WOMAN’S PLACE IN SOCIETY
Any scheme of education must be built
upon answers to two basic questions: first, What
do we desire those being educated to become? second,
How shall we proceed to make them into that which we
desire them to be?
In our answers to these questions,
plans for education fall naturally into two great
divisions. One concerns itself with ideals; the
other, with methods. No matter how complex plans
and theories may become, we may always reach back
to these fundamental ideas: What do we want to
make? How shall we make it?
Applying this principle to the education
of girls, we ask, first: What ought girls to
be? And with this simple question we are plunged
immediately into a vortex of differing opinions.
Girls ought to be or ought
to be in the way of becoming whatever the
women of the next generation should be. So far
all are doubtless agreed.

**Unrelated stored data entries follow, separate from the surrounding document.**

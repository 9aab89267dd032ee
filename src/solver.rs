//! The puzzle as a search problem, and the strategy-selection policy.

use log::debug;

use crate::actions::Action;
use crate::board::Board;
use crate::puzzle::{Hint, Puzzle};
use crate::search::{self, Problem};

/// Which search algorithm to run.
#[derive(Copy, Clone, PartialEq, Eq, Debug)]
pub enum SearchStrategy {
    /// Exhaustive uninformed tree search.
    DepthFirst,
    /// Heuristic-ordered best-first search.
    BestFirst,
}

/// A puzzle instance wired up as a search problem.
///
/// States are plain [`Board`] snapshots; a transition copies the parent
/// board, applies one action through the deduction engine and lets the
/// cascade run to its fixpoint. The goal is an empty fleet.
pub struct Bimaru {
    puzzle: Puzzle,
}

impl Bimaru {
    /// Wraps an instance for solving.
    pub fn new(puzzle: Puzzle) -> Bimaru {
        Bimaru { puzzle }
    }

    /// The wrapped instance.
    pub fn puzzle(&self) -> &Puzzle {
        &self.puzzle
    }

    // Instances shipped with exactly three hints respond well to the
    // informed search; everything else runs the exhaustive one.
    fn auto_strategy(&self) -> SearchStrategy {
        if self.puzzle.hints().len() == 3 {
            SearchStrategy::BestFirst
        } else {
            SearchStrategy::DepthFirst
        }
    }

    /// Solves the instance, picking the strategy from the hint count.
    pub fn solve(&self) -> Option<Board> {
        self.solve_with(self.auto_strategy())
    }

    /// Solves the instance with an explicit strategy.
    pub fn solve_with(&self, strategy: SearchStrategy) -> Option<Board> {
        debug!(
            "solving with {:?} ({} hints)",
            strategy,
            self.puzzle.hints().len()
        );
        match strategy {
            SearchStrategy::DepthFirst => search::depth_first_tree_search(self),
            SearchStrategy::BestFirst => search::best_first_search(self),
        }
    }

    fn head_hint(&self, board: &Board) -> Option<Hint> {
        self.puzzle.hints().get(board.hints_done).copied()
    }
}

impl Problem for Bimaru {
    type State = Board;
    type Action = Action;

    fn initial(&self) -> Board {
        self.puzzle.initial_board()
    }

    fn actions(&self, board: &Board) -> Vec<Action> {
        board.candidate_actions(self.head_hint(board))
    }

    fn transition(&self, board: &Board, action: &Action) -> Board {
        let mut next = *board;
        match *action {
            Action::ConsumeHint => {
                next.stamp(self.puzzle.hints()[board.hints_done]);
            }
            Action::HintShip(placement) => {
                next.place(placement);
                next.stamp(self.puzzle.hints()[board.hints_done]);
            }
            Action::ForcedShip(placement) => {
                next.place(placement);
            }
            Action::FreeShip(placement) => {
                next.place(placement);
                next.cursor = (placement.row, placement.col);
            }
        }
        next
    }

    fn is_goal(&self, board: &Board) -> bool {
        board.is_solved()
    }

    // Deliberately steep and non-admissible: it orders the frontier towards
    // boards with few outstanding required cells, nothing more.
    fn heuristic(&self, board: &Board) -> i32 {
        board.open_total() + 10 * board.ships_total()
    }
}
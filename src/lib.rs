#![warn(missing_docs)]
//! The Bimaru library
//!
//! ## Overview
//!
//! Bimaru solves battleship solitaire puzzles on the classic 10×10 grid:
//! four size-1, three size-2, two size-3 and one size-4 ship, placed so that
//! no two ships touch, not even diagonally, while every row and column holds
//! exactly its required number of ship cells.
//!
//! Deterministic deduction (water saturation, perimeter closure,
//! guaranteed-ship detection) does most of the work; the remaining choices
//! are explored by tree search. Instances with exactly three hints run an
//! informed best-first search, everything else an exhaustive depth-first
//! tree search.
//!
//! ## Example
//!
//! ```
//! use bimaru::Puzzle;
//!
//! let instance = "\
//! ROW 5 1 4 1 0 2 2 2 0 3
//! COLUMN 7 0 2 2 2 1 2 1 1 2
//! 12
//! HINT 0 0 T
//! HINT 3 0 B
//! HINT 0 2 L
//! HINT 0 4 R
//! HINT 2 5 L
//! HINT 0 7 C
//! HINT 2 8 C
//! HINT 5 0 T
//! HINT 7 0 B
//! HINT 5 9 T
//! HINT 9 2 L
//! HINT 9 6 C
//! ";
//!
//! let puzzle = Puzzle::from_str(instance).unwrap();
//! let solution = puzzle.solve().expect("this instance is solvable");
//! assert!(solution.is_solved());
//! print!("{}", solution);
//! ```
//!
//! Clue squares print uppercase, deduced ship segments lowercase, water as
//! `.`.

mod actions;
mod board;
mod puzzle;
mod solver;

pub mod errors;
pub mod search;

pub use crate::actions::Action;
pub use crate::board::{Board, Cell, Glyph, Grid, Orientation, Piece, Placement, SIZE};
pub use crate::puzzle::{Hint, Puzzle};
pub use crate::solver::{Bimaru, SearchStrategy};
//! Puzzle instances: the immutable targets and hints parsed from the input.

use std::io::BufRead;

use crate::board::{Board, Glyph, SIZE};
use crate::errors::ParseError;

/// One partial-cell hint from the input: this square holds this glyph.
#[derive(Copy, Clone, PartialEq, Eq, Debug)]
#[cfg_attr(feature = "serde", derive(serde::Serialize, serde::Deserialize))]
pub struct Hint {
    /// Hinted row.
    pub row: u8,
    /// Hinted column.
    pub col: u8,
    /// Glyph the square must hold.
    pub glyph: Glyph,
}

/// A parsed instance: required ship cells per line plus the hint queue.
///
/// The instance never changes while it is being solved; boards carry only an
/// index into the hint queue. Hints are consumed strictly in order.
#[derive(Clone, PartialEq, Eq, Debug)]
#[cfg_attr(feature = "serde", derive(serde::Serialize, serde::Deserialize))]
pub struct Puzzle {
    row_targets: [u8; SIZE],
    col_targets: [u8; SIZE],
    hints: Vec<Hint>,
}

impl Puzzle {
    /// Creates an instance from its parts.
    pub fn new(row_targets: [u8; SIZE], col_targets: [u8; SIZE], hints: Vec<Hint>) -> Puzzle {
        Puzzle {
            row_targets,
            col_targets,
            hints,
        }
    }

    /// Parses an instance from a `&str`. See the crate documentation for an
    /// example of the expected format.
    #[allow(clippy::should_implement_trait)]
    pub fn from_str(s: &str) -> Result<Puzzle, ParseError> {
        Puzzle::from_reader(s.as_bytes())
    }

    /// Parses an instance from a reader.
    ///
    /// Expects a row-counts line, a column-counts line, a hint-count line and
    /// one line per hint. The leading label of each labeled line is skipped
    /// without being inspected.
    pub fn from_reader<R: BufRead>(reader: R) -> Result<Puzzle, ParseError> {
        let mut lines = reader.lines().map(|line| line.unwrap_or_default());

        let row_line = lines.next().ok_or(ParseError::MissingLine(1))?;
        let row_targets = parse_counts(&row_line, 1)?;
        let col_line = lines.next().ok_or(ParseError::MissingLine(2))?;
        let col_targets = parse_counts(&col_line, 2)?;

        let count_line = lines.next().ok_or(ParseError::MissingLine(3))?;
        let token = count_line.trim();
        let hint_count: usize = token.parse().map_err(|_| ParseError::InvalidNumber {
            line: 3,
            token: token.to_string(),
        })?;

        let mut hints = Vec::with_capacity(hint_count.min(SIZE * SIZE));
        for i in 0..hint_count {
            let line_nr = 4 + i as u32;
            let line = lines.next().ok_or(ParseError::MissingLine(line_nr))?;
            hints.push(parse_hint(&line, line_nr)?);
        }

        Ok(Puzzle {
            row_targets,
            col_targets,
            hints,
        })
    }

    /// Required ship cells per row.
    pub fn row_targets(&self) -> &[u8; SIZE] {
        &self.row_targets
    }

    /// Required ship cells per column.
    pub fn col_targets(&self) -> &[u8; SIZE] {
        &self.col_targets
    }

    /// The hint queue, in input order.
    pub fn hints(&self) -> &[Hint] {
        &self.hints
    }

    /// A fresh board for this instance, with empty lines already watered.
    pub fn initial_board(&self) -> Board {
        Board::new(&self.row_targets, &self.col_targets)
    }

    /// Solves the instance, picking the search strategy from the hint count.
    /// Returns `None` when the search space holds no solution.
    pub fn solve(&self) -> Option<Board> {
        crate::solver::Bimaru::new(self.clone()).solve()
    }
}

fn parse_counts(line: &str, line_nr: u32) -> Result<[u8; SIZE], ParseError> {
    let mut counts = [0u8; SIZE];
    let mut tokens = line.split_whitespace().skip(1);
    for slot in counts.iter_mut() {
        let token = tokens.next().ok_or(ParseError::MissingCounts(line_nr))?;
        let value: u8 = token.parse().map_err(|_| ParseError::InvalidNumber {
            line: line_nr,
            token: token.to_string(),
        })?;
        if value as usize > SIZE {
            return Err(ParseError::CountOutOfRange {
                line: line_nr,
                value,
            });
        }
        *slot = value;
    }
    Ok(counts)
}

fn parse_hint(line: &str, line_nr: u32) -> Result<Hint, ParseError> {
    let mut tokens = line.split_whitespace().skip(1);
    let row_token = tokens.next().ok_or(ParseError::MalformedHint(line_nr))?;
    let col_token = tokens.next().ok_or(ParseError::MalformedHint(line_nr))?;
    let token = tokens.next().ok_or(ParseError::MalformedHint(line_nr))?;
    let row: u8 = row_token
        .parse()
        .map_err(|_| ParseError::MalformedHint(line_nr))?;
    let col: u8 = col_token
        .parse()
        .map_err(|_| ParseError::MalformedHint(line_nr))?;

    let mut chars = token.chars();
    let glyph = match (chars.next(), chars.next()) {
        (Some(ch), None) => Glyph::from_char(ch),
        _ => None,
    }
    .ok_or_else(|| ParseError::InvalidGlyph {
        line: line_nr,
        found: token.to_string(),
    })?;

    if row as usize >= SIZE || col as usize >= SIZE {
        return Err(ParseError::HintOutOfRange {
            line: line_nr,
            row,
            col,
        });
    }
    Ok(Hint { row, col, glyph })
}

#[cfg(test)]
mod tests {
    use super::*;

    #[test]
    fn parses_a_full_instance() {
        let text = "\
ROW 2 3 2 2 3 0 1 3 2 2
COLUMN 6 0 1 0 2 1 3 1 2 4
2
HINT 0 0 T
HINT 9 9 W
";
        let puzzle = Puzzle::from_str(text).unwrap();
        assert_eq!(puzzle.row_targets(), &[2, 3, 2, 2, 3, 0, 1, 3, 2, 2]);
        assert_eq!(puzzle.col_targets(), &[6, 0, 1, 0, 2, 1, 3, 1, 2, 4]);
        assert_eq!(
            puzzle.hints(),
            &[
                Hint { row: 0, col: 0, glyph: Glyph::Top },
                Hint { row: 9, col: 9, glyph: Glyph::Water },
            ]
        );
    }

    #[test]
    fn short_counts_line_is_rejected() {
        let text = "ROW 1 2 3\nCOLUMN 0 0 0 0 0 0 0 0 0 0\n0\n";
        assert_eq!(
            Puzzle::from_str(text),
            Err(ParseError::MissingCounts(1))
        );
    }

    #[test]
    fn non_numeric_count_is_rejected() {
        let text = "ROW 1 2 x 0 0 0 0 0 0 0\nCOLUMN 0 0 0 0 0 0 0 0 0 0\n0\n";
        assert_eq!(
            Puzzle::from_str(text),
            Err(ParseError::InvalidNumber {
                line: 1,
                token: "x".to_string()
            })
        );
    }

    #[test]
    fn oversized_count_is_rejected() {
        let text = "ROW 11 0 0 0 0 0 0 0 0 0\nCOLUMN 0 0 0 0 0 0 0 0 0 0\n0\n";
        assert_eq!(
            Puzzle::from_str(text),
            Err(ParseError::CountOutOfRange { line: 1, value: 11 })
        );
    }

    #[test]
    fn bad_glyph_is_rejected() {
        let text = "\
ROW 0 0 0 0 0 0 0 0 0 0
COLUMN 0 0 0 0 0 0 0 0 0 0
1
HINT 0 0 X
";
        assert_eq!(
            Puzzle::from_str(text),
            Err(ParseError::InvalidGlyph {
                line: 4,
                found: "X".to_string()
            })
        );
    }

    #[test]
    fn out_of_range_hint_is_rejected() {
        let text = "\
ROW 0 0 0 0 0 0 0 0 0 0
COLUMN 0 0 0 0 0 0 0 0 0 0
1
HINT 3 10 C
";
        assert_eq!(
            Puzzle::from_str(text),
            Err(ParseError::HintOutOfRange {
                line: 4,
                row: 3,
                col: 10
            })
        );
    }

    #[test]
    fn missing_hint_line_is_rejected() {
        let text = "\
ROW 0 0 0 0 0 0 0 0 0 0
COLUMN 0 0 0 0 0 0 0 0 0 0
2
HINT 0 0 W
";
        assert_eq!(Puzzle::from_str(text), Err(ParseError::MissingLine(5)));
    }
}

We therefore find ourselves
under the necessity of restating the question, making
it: What ought women to be?
Probably never in the world’s
history has this question occupied so large a place
in thought as it does to-day. In familiar discussion,
in the press, in the library, on the platform, the
“woman question” is an all-absorbing topic.
Even the most cursory review of the literature of
the subject leads to a realization of its importance.
It leads also into the very heart of controversy.
It is safe to say that no woman, in
our own country at least, escapes entirely the unrest
which this controversy has brought. Even the most
conservative and “old-fashioned” of women
know that their daughters are living in a world already
changed from the days of their own young womanhood;
and few indeed fail to see that these changes are but
forerunners of others yet to come. They know little,
perhaps, of the right or wrong of woman’s industrial
position, but “woman in industry” is all
about them. They perhaps have never heard of Ellen
Key’s arraignment of existing marriage and sex
relations, but they cannot fail to see unhappy marriages
in their own circle. They may care little about
the suffrage question, but they can hardly avoid hearing
echoes of strife over the subject of “votes for
women.” And however much or little women
are personally conscious of the significance of these
questions, the questions are nevertheless of vital
import to them all.
The “uneasy woman” is
undeniably with us. We may account for her presence
in various ways. We may prophesy the outcome of
her uneasiness as the signs seem to us to point.
But in the meantime she is here!
Naturally both radical and conservative
have panaceas to suggest. The radicals would
have us believe that the question of woman’s
status in the world requires an upheaval of society
for its settlement. Says one, the “man’s
world” must be transformed into a human world,
with no baleful insistence on the femininity of women.
It is the human qualities, shared by both man and
woman, which must be emphasized. The work of
the world with the single exception of childbearing is
not man’s work nor woman’s work, but the
work of the race. Woman must be liberated from
the overemphasized feminine. Let women live and
work as men live and work, with as little attention
as may be to the accident of sex.
Says another, it is the ancient and
dishonored institution of marriage which must feel
the blow of the iconoclast. Reform marriage, and
the whole woman question will adjust itself.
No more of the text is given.